CIMC Group reports mixed Q1-Q3 2025 financials amid global challenges
For the first nine months of 2025, CIMC Group recorded a revenue of RMB117,061 million, a 9.23% decrease from RMB128,971 million in the same period of 2024. Net profit attributable to shareholders and other equity holders also fell by 14.35% to RMB1,566 million, from RMB1,828 million previously. The company's total assets slightly increased to RMB175,252,043 thousand from RMB174,752,236 thousand at the end of 2024, while equity attributable to shareholders and other equity holders rose by 1.97% to RMB52,635,480 thousand.

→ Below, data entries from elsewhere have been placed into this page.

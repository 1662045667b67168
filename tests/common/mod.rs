//! Scripted in-process FTP server for integration tests.
//!
//! Users: `user`/`pass`, and `anonymous` with any password. `trusted` is
//! logged in by USER alone, `relay` gets a 333 to USER and then accepts
//! `pass`, `account` is asked for ACCT after PASS.
//! Special remote names:
//! - `__vanish__`: data is sent, then the control connection is dropped
//!   without a completion reply
//! - `__no_connect__`: 150 is sent but no data connection is made; a 425
//!   follows after a delay
//! - `__fail_226__`: data is sent, then a 451 instead of the 226
//! - `SITE MISMATCH`: a multi-line reply whose last line carries another code

#![allow(dead_code)]

use std::collections::BTreeMap;
use std::io;
use std::net::SocketAddr;
use std::sync::atomic::{AtomicBool, Ordering};
use std::sync::{Arc, Mutex};
use std::time::Duration;

use rax_ftp_client::{ClientConfig, DataMode, FtpClient};
use tokio::io::{AsyncBufReadExt, AsyncReadExt, AsyncWriteExt, BufReader};
use tokio::net::tcp::OwnedWriteHalf;
use tokio::net::{TcpListener, TcpStream};

#[derive(Default)]
struct Shared {
    files: Mutex<BTreeMap<String, Vec<u8>>>,
    commands: Mutex<Vec<String>>,
    dead_passive: AtomicBool,
}

pub struct MockServer {
    addr: SocketAddr,
    shared: Arc<Shared>,
}

impl MockServer {
    pub async fn start() -> Self {
        Self::with_greeting("220 rax mock ready").await
    }

    /// A server answering every connection with `greeting`; anything other
    /// than a 220 closes the connection afterwards.
    pub async fn with_greeting(greeting: &str) -> Self {
        let listener = TcpListener::bind("127.0.0.1:0").await.unwrap();
        let addr = listener.local_addr().unwrap();
        let shared = Arc::new(Shared::default());

        let greeting = greeting.to_string();
        let server_shared = shared.clone();
        tokio::spawn(async move {
            while let Ok((stream, _)) = listener.accept().await {
                let shared = server_shared.clone();
                let greeting = greeting.clone();
                tokio::spawn(async move {
                    let _ = serve(stream, shared, greeting).await;
                });
            }
        });

        MockServer { addr, shared }
    }

    pub fn config(&self) -> ClientConfig {
        ClientConfig {
            port: self.addr.port(),
            connect_timeout_ms: 2_000,
            command_timeout_ms: 5_000,
            data_timeout_ms: 2_000,
            drain_timeout_ms: 2_000,
            ..Default::default()
        }
    }

    pub fn active_config(&self) -> ClientConfig {
        ClientConfig {
            data_mode: DataMode::Active,
            ..self.config()
        }
    }

    pub fn client(&self) -> FtpClient {
        FtpClient::with_config("127.0.0.1", "user", "pass", self.config())
    }

    pub fn client_with(&self, user: &str, password: &str, config: ClientConfig) -> FtpClient {
        FtpClient::with_config("127.0.0.1", user, password, config)
    }

    pub fn put_file(&self, name: &str, contents: &[u8]) {
        self.shared
            .files
            .lock()
            .unwrap()
            .insert(name.to_string(), contents.to_vec());
    }

    pub fn file(&self, name: &str) -> Option<Vec<u8>> {
        self.shared.files.lock().unwrap().get(name).cloned()
    }

    /// Every command line received so far, across connections
    pub fn commands(&self) -> Vec<String> {
        self.shared.commands.lock().unwrap().clone()
    }

    /// When set, PASV announces a port nobody listens on.
    pub fn set_dead_passive(&self, dead: bool) {
        self.shared.dead_passive.store(dead, Ordering::SeqCst);
    }

    pub fn verbs(&self) -> Vec<String> {
        self.commands()
            .iter()
            .map(|line| line.split(' ').next().unwrap_or("").to_string())
            .collect()
    }
}

#[derive(Default)]
struct Connection {
    user: Option<String>,
    passive: Option<TcpListener>,
    active: Option<SocketAddr>,
    cwd: String,
    rename_from: Option<String>,
}

async fn reply(w: &mut OwnedWriteHalf, line: &str) -> io::Result<()> {
    w.write_all(format!("{line}\r\n").as_bytes()).await
}

async fn open_data(conn: &mut Connection) -> io::Result<TcpStream> {
    if let Some(listener) = conn.passive.take() {
        let (stream, _) = listener.accept().await?;
        Ok(stream)
    } else if let Some(addr) = conn.active.take() {
        TcpStream::connect(addr).await
    } else {
        Err(io::Error::other("no data connection prepared"))
    }
}

fn parse_port(arg: &str) -> Option<SocketAddr> {
    let v: Vec<u8> = arg
        .split(',')
        .map(|p| p.trim().parse().ok())
        .collect::<Option<_>>()?;
    if v.len() != 6 {
        return None;
    }
    let port = (v[4] as u16) << 8 | v[5] as u16;
    Some(SocketAddr::from(([v[0], v[1], v[2], v[3]], port)))
}

async fn serve(stream: TcpStream, shared: Arc<Shared>, greeting: String) -> io::Result<()> {
    let (r, mut w) = stream.into_split();
    let mut lines = BufReader::new(r).lines();

    reply(&mut w, &greeting).await?;
    if !greeting.starts_with("220") {
        return Ok(());
    }

    let mut conn = Connection {
        cwd: "/".to_string(),
        ..Default::default()
    };

    while let Some(line) = lines.next_line().await? {
        shared.commands.lock().unwrap().push(line.clone());
        let (verb, arg) = match line.split_once(' ') {
            Some((verb, arg)) => (verb.to_ascii_uppercase(), arg.to_string()),
            None => (line.to_ascii_uppercase(), String::new()),
        };

        match verb.as_str() {
            "USER" => {
                conn.user = Some(arg.clone());
                match arg.as_str() {
                    "user" | "anonymous" | "account" => {
                        reply(&mut w, "331 Password required").await?
                    }
                    "trusted" => reply(&mut w, "230 Trusted user logged in").await?,
                    "relay" => reply(&mut w, "333 Send password").await?,
                    _ => reply(&mut w, "530 Invalid username").await?,
                }
            }
            "PASS" => match conn.user.as_deref() {
                Some("user" | "relay") if arg == "pass" => {
                    reply(&mut w, "230 Login successful").await?
                }
                Some("anonymous") => reply(&mut w, "230 Guest login ok").await?,
                Some("account") => reply(&mut w, "332 Need account for login").await?,
                _ => reply(&mut w, "530 Login incorrect").await?,
            },
            "TYPE" => match arg.as_str() {
                "A" | "I" => reply(&mut w, &format!("200 Type set to {arg}")).await?,
                _ => reply(&mut w, "504 Type not supported").await?,
            },
            "PASV" => {
                let listener = TcpListener::bind("127.0.0.1:0").await?;
                let port = listener.local_addr()?.port();
                if shared.dead_passive.load(Ordering::SeqCst) {
                    drop(listener);
                } else {
                    conn.passive = Some(listener);
                }
                let text = format!(
                    "227 Entering Passive Mode (127,0,0,1,{},{}).",
                    port >> 8,
                    port & 0xff
                );
                reply(&mut w, &text).await?;
            }
            "PORT" => match parse_port(&arg) {
                Some(addr) => {
                    conn.active = Some(addr);
                    reply(&mut w, "200 PORT command successful").await?;
                }
                None => reply(&mut w, "501 Illegal PORT command").await?,
            },
            "RETR" => {
                if arg == "__no_connect__" {
                    reply(&mut w, "150 Opening data connection").await?;
                    tokio::time::sleep(Duration::from_millis(600)).await;
                    reply(&mut w, "425 Can't open data connection").await?;
                    continue;
                }

                let contents = shared.files.lock().unwrap().get(&arg).cloned();
                let Some(contents) = contents else {
                    conn.passive = None;
                    reply(&mut w, "550 File not found").await?;
                    continue;
                };

                reply(&mut w, "150 Opening data connection").await?;
                let mut data = open_data(&mut conn).await?;
                let sent = data.write_all(&contents).await;
                let _ = data.shutdown().await;
                drop(data);

                if arg == "__vanish__" {
                    return Ok(());
                }
                if arg == "__fail_226__" {
                    reply(&mut w, "451 Local error in processing").await?;
                    continue;
                }
                match sent {
                    Ok(()) => reply(&mut w, "226 Transfer complete").await?,
                    Err(_) => reply(&mut w, "426 Connection closed; transfer aborted").await?,
                }
            }
            "STOR" => {
                reply(&mut w, "150 Ok to send data").await?;
                let mut data = open_data(&mut conn).await?;
                let mut contents = Vec::new();
                let received = data.read_to_end(&mut contents).await;
                drop(data);
                match received {
                    Ok(_) => {
                        shared.files.lock().unwrap().insert(arg, contents);
                        reply(&mut w, "226 Transfer complete").await?;
                    }
                    Err(_) => reply(&mut w, "426 Connection closed; transfer aborted").await?,
                }
            }
            "LIST" | "NLST" => {
                let listing: String = shared
                    .files
                    .lock()
                    .unwrap()
                    .iter()
                    .map(|(name, contents)| {
                        if verb == "LIST" {
                            format!(
                                "-rw-r--r--    1 ftp      ftp      {:>8} Jan 01 00:00 {name}\r\n",
                                contents.len()
                            )
                        } else {
                            format!("{name}\r\n")
                        }
                    })
                    .collect();

                reply(&mut w, "150 Here comes the directory listing").await?;
                let mut data = open_data(&mut conn).await?;
                data.write_all(listing.as_bytes()).await?;
                data.shutdown().await?;
                drop(data);
                reply(&mut w, "226 Directory send OK").await?;
            }
            "CWD" => {
                if arg == "missing" {
                    reply(&mut w, "550 Failed to change directory").await?;
                } else {
                    conn.cwd = if arg.starts_with('/') {
                        arg
                    } else if conn.cwd == "/" {
                        format!("/{arg}")
                    } else {
                        format!("{}/{arg}", conn.cwd)
                    };
                    reply(&mut w, "250 Directory successfully changed").await?;
                }
            }
            "CDUP" => {
                conn.cwd = match conn.cwd.rfind('/') {
                    Some(0) | None => "/".to_string(),
                    Some(i) => conn.cwd[..i].to_string(),
                };
                reply(&mut w, "250 Directory successfully changed").await?;
            }
            "PWD" => {
                let quoted = conn.cwd.replace('"', "\"\"");
                reply(&mut w, &format!("257 \"{quoted}\" is the current directory")).await?;
            }
            "MKD" => reply(&mut w, &format!("257 \"{arg}\" created")).await?,
            "RMD" => reply(&mut w, "250 Remove directory operation successful").await?,
            "DELE" => {
                let removed = shared.files.lock().unwrap().remove(&arg).is_some();
                if removed {
                    reply(&mut w, "250 Delete operation successful").await?;
                } else {
                    reply(&mut w, "550 Delete operation failed").await?;
                }
            }
            "RNFR" => {
                let exists = shared.files.lock().unwrap().contains_key(&arg);
                if exists {
                    conn.rename_from = Some(arg);
                    reply(&mut w, "350 Ready for RNTO").await?;
                } else {
                    reply(&mut w, "550 RNFR command failed").await?;
                }
            }
            "RNTO" => match conn.rename_from.take() {
                Some(from) => {
                    {
                        let mut files = shared.files.lock().unwrap();
                        if let Some(contents) = files.remove(&from) {
                            files.insert(arg, contents);
                        }
                    }
                    reply(&mut w, "250 Rename successful").await?;
                }
                None => reply(&mut w, "503 RNFR required first").await?,
            },
            "SIZE" => {
                let size = shared.files.lock().unwrap().get(&arg).map(Vec::len);
                match size {
                    Some(size) => reply(&mut w, &format!("213 {size}")).await?,
                    None => reply(&mut w, "550 Could not get file size").await?,
                }
            }
            "SITE" if arg == "MISMATCH" => {
                w.write_all(b"200-start\r\n500 oops\r\n200 end\r\n").await?;
            }
            "SITE" => reply(&mut w, &format!("200 SITE {arg} ok")).await?,
            "NOOP" => reply(&mut w, "200 NOOP ok").await?,
            "QUIT" => {
                reply(&mut w, "221 Goodbye").await?;
                return Ok(());
            }
            _ => reply(&mut w, "502 Command not implemented").await?,
        }
    }

    Ok(())
}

Despite the overall revenue decline, several business segments showed resilience and growth. In the logistics field, dry cargo container sales volume decreased by 27.53% year-on-year to 1,801,800 TEUs, but reefer container sales surged by 64.35% to 153,500 TEUs. CIMC Vehicles saw a 7.21% increase in worldwide sales volume to 101,583 units, with revenue reaching RMB15.012 billion. Meanwhile, CIMC Enric's energy, chemical, and liquid food equipment business achieved a 7.7% year-on-year revenue growth to RMB19,348 million, with net profit attributable to the company increasing by 12.9% to RMB767 million.

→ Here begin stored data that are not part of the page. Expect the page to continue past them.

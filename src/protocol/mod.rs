//! FTP Protocol implementation
//!
//! Handles command formatting and reply parsing for the control channel.

pub mod commands;
pub mod parser;
pub mod responses;

pub use commands::{Command, TypeCode};
pub use parser::{ReplyParser, parse_code};
pub use responses::{Reply, ReplyClass};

The Group's financial activities included providing RMB4.438 billion in credit funds to member companies. In capital operations, CIMC repurchased 25,794,200 H shares for approximately HK$190 million and 12,452,990 A shares for approximately RMB103 million, as part of a partial share repurchase program. Foreign exchange exposure resulted in losses of approximately RMB465.88 million, with hedging activities incurring an additional RMB144.48 million in losses, totaling RMB610.36 million.